STF homologa acordo para socorro financeiro ao BRB

Operação prevê recursos do Fundo Garantidor de Créditos para evitar agravamento da crise do banco estatal do Distrito Federal

O ministro do Supremo Tribunal Federal (STF), Luiz Fux, homologou nesta quinta-feira (28) um acordo que viabiliza uma operação de socorro financeiro ao Banco de Brasília (BRB). O entendimento prevê um empréstimo de até R$ 6,5 bilhões por meio do Fundo Garantidor de Créditos (FGC) para reforçar o caixa da instituição e evitar agravamento da crise financeira enfrentada pelo banco.

O acordo foi firmado durante audiência de conciliação no STF com participação do advogado-geral da União substituto, Flávio Roman, da governadora do Distrito Federal, Celina Leão, do presidente do BRB, Nelson Souza, além de representantes do Ministério da Fazenda, Banco Central e Procuradoria-Geral da República.

A medida ocorre após o BRB enfrentar dificuldades financeiras relacionadas à aquisição de carteiras de crédito do Banco Master. Parte dessas operações passou a ser investigada por suspeitas de irregularidades e possível ausência de lastro financeiro. Segundo estimativas do próprio banco, o valor necessário para cobrir perdas e reforçar o capital chega a R$ 8,8 bilhões.

O acordo cria condições para que o FGC realize o empréstimo ao BRB. O fundo é mantido por instituições financeiras e tradicionalmente atua para garantir depósitos e aplicações de clientes em casos de falência bancária. Agora, também poderá participar diretamente da operação de apoio ao banco estatal.

Pelos termos definidos, os recursos serão usados para capitalizar o BRB e estabilizar a situação financeira da instituição. O empréstimo, no entanto, ainda depende da análise do plano de negócios do banco, da aprovação técnica do FGC e da definição final das condições financeiras da operação.

A Advocacia-Geral da União informou que a União não fará aporte direto de recursos nem oferecerá garantia federal ao empréstimo. O financiamento será estruturado pelo sistema financeiro privado, com participação do FGC e de um grupo de bancos públicos e privados que poderão atuar como fiadores. Entre as instituições citadas estão o Banco do Brasil e a Caixa Econômica Federal.

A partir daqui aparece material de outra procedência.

//! Page chrome shared by every page
//!
//! This module covers:
//! - Shared components (navbar, social links, footer) loaded into containers
//! - Active nav link selection from the current path
//! - Navbar shrink-on-scroll and responsive collapse
//! - Scrollspy settings
//! - Page-dependent data paths

use crate::html::escape;
use serde::{Deserialize, Serialize};

/// Path of the news page
pub const NEWS_PAGE_PATH: &str = "/news";

// =============================================================================
// Shared Components
// =============================================================================

/// An HTML component fetched into a page container
#[derive(Debug, Clone, Copy, PartialEq, Eq)]
pub struct SharedComponent {
    /// Id of the element that receives the component
    pub container_id: &'static str,
    /// Path the component markup is fetched from
    pub path: &'static str,
}

/// Components loaded on every page, in load order
pub const SHARED_COMPONENTS: [SharedComponent; 3] = [
    SharedComponent { container_id: "navbar-container", path: "/components/navbar.html" },
    SharedComponent { container_id: "social-container", path: "/components/social.html" },
    SharedComponent { container_id: "footer-container", path: "/components/footer.html" },
];

// =============================================================================
// Nav Links
// =============================================================================

/// A link in the main navbar
#[derive(Debug, Clone, PartialEq, Eq, Serialize, Deserialize)]
pub struct NavLink {
    /// Link text
    pub label: String,
    /// Page path the link points to (`data-page`)
    pub page: String,
}

impl NavLink {
    /// Create a new nav link
    pub fn new(label: impl Into<String>, page: impl Into<String>) -> Self {
        Self { label: label.into(), page: page.into() }
    }

    /// Check if this link is active on the given page
    pub fn is_active(&self, current_path: &str) -> bool {
        is_active_link(&self.page, current_path)
    }

    /// Render the link, marking it active when it matches the current page
    pub fn render(&self, current_path: &str) -> String {
        let class = if self.is_active(current_path) { "nav-link active" } else { "nav-link" };
        let page = escape(&self.page);
        format!(
            r#"<a class="{}" href="{}" data-page="{}">{}</a>"#,
            class,
            page,
            page,
            escape(&self.label)
        )
    }
}

/// Active-link rule
///
/// A link is active when its path equals the current path, when it is the
/// home link (`/`) and the current path is `/` or `/index.html`, or when the
/// current path is nested under a non-root link path.
pub fn is_active_link(link_path: &str, current_path: &str) -> bool {
    link_path == current_path
        || (link_path == "/" && (current_path == "/" || current_path == "/index.html"))
        || (link_path != "/" && current_path.starts_with(link_path))
}

// =============================================================================
// Navbar State
// =============================================================================

/// Navbar behaviour driven by scroll position and clicks
#[derive(Debug, Clone, Copy, Default, PartialEq, Eq)]
pub struct NavbarState {
    shrunk: bool,
    expanded: bool,
}

impl NavbarState {
    /// Create a navbar at the top of the page, collapsed
    pub fn new() -> Self {
        Self::default()
    }

    /// Whether the navbar is in its shrunk style
    pub fn is_shrunk(&self) -> bool {
        self.shrunk
    }

    /// Whether the responsive menu is expanded
    pub fn is_expanded(&self) -> bool {
        self.expanded
    }

    /// Update for a new vertical scroll offset
    ///
    /// The navbar is shrunk everywhere except at the very top.
    pub fn on_scroll(&mut self, scroll_y: f64) {
        self.shrunk = scroll_y != 0.0;
    }

    /// The toggler button was clicked
    pub fn on_toggler_click(&mut self) {
        self.expanded = !self.expanded;
    }

    /// A nav link was clicked
    ///
    /// On narrow layouts (toggler visible) this clicks the toggler so the
    /// menu closes again. Returns whether the toggler was clicked.
    pub fn on_nav_link_click(&mut self, toggler_visible: bool) -> bool {
        if toggler_visible {
            self.on_toggler_click();
        }
        toggler_visible
    }
}

// =============================================================================
// Scrollspy
// =============================================================================

/// Scrollspy settings for the main nav
#[derive(Debug, Clone, PartialEq, Eq, Serialize, Deserialize)]
#[serde(rename_all = "camelCase")]
pub struct ScrollSpyConfig {
    /// Selector of the nav being spied on
    pub target: String,
    /// Intersection root margin
    pub root_margin: String,
}

impl Default for ScrollSpyConfig {
    fn default() -> Self {
        Self { target: "#mainNav".to_string(), root_margin: "0px 0px -40%".to_string() }
    }
}

// =============================================================================
// Page Paths
// =============================================================================

/// Check if a path is the news page
pub fn is_news_page(path: &str) -> bool {
    path.contains("news.html") || path.contains(NEWS_PAGE_PATH)
}

/// Relative path to the blog posts file from a page
///
/// Pages under `/pages/` sit one directory below the data file.
pub fn posts_data_path(page_path: &str) -> &'static str {
    if page_path.contains("/pages/") {
        "../blog-posts.json"
    } else {
        "blog-posts.json"
    }
}

// =============================================================================
// Tests
// =============================================================================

O acordo foi construído dentro de uma ação movida pelo Governo do Distrito Federal contra decisão do Tesouro Nacional que rebaixou a nota de capacidade de pagamento do DF, conhecida como Capag, de B para C. A mudança impediu o governo distrital de contratar novos empréstimos com garantia da União.

Com a mediação do STF, União e Distrito Federal chegaram a um entendimento para flexibilizar regras fiscais e permitir a operação sem necessidade de aval federal. Antes do acordo, o limite de crédito do DF era de cerca de R$ 900 milhões. Com a nova modelagem, a operação poderá alcançar até R$ 6,5 bilhões.

Como contrapartida, o Distrito Federal terá de apresentar garantias ao sistema financeiro. O acordo prevê o uso de recursos do Fundo de Participação dos Estados (FPE) e do Fundo de Participação dos Municípios (FPM), além de dividendos e participação acionária.

O entendimento também estabelece medidas de ajuste fiscal. Entre elas estão a proibição de novos concursos públicos, limitação de reajustes salariais e vedação à criação de cargos que aumentem despesas. As restrições permanecerão até a quitação do empréstimo ou até que o DF volte a atingir nota máxima na avaliação do Tesouro Nacional.

O governo distrital argumenta que o BRB exerce papel estratégico na administração pública local, sendo responsável pelo pagamento de servidores, administração de benefícios sociais e movimentação de depósitos judiciais e recursos públicos.

Apesar da homologação do acordo, a operação ainda depende de etapas técnicas e financeiras. O FGC analisará o plano de recuperação do banco, enquanto o BRB segue revisando seu balanço financeiro após a crise envolvendo o Banco Master. O STF ficará responsável por acompanhar o cumprimento das condições definidas no acordo.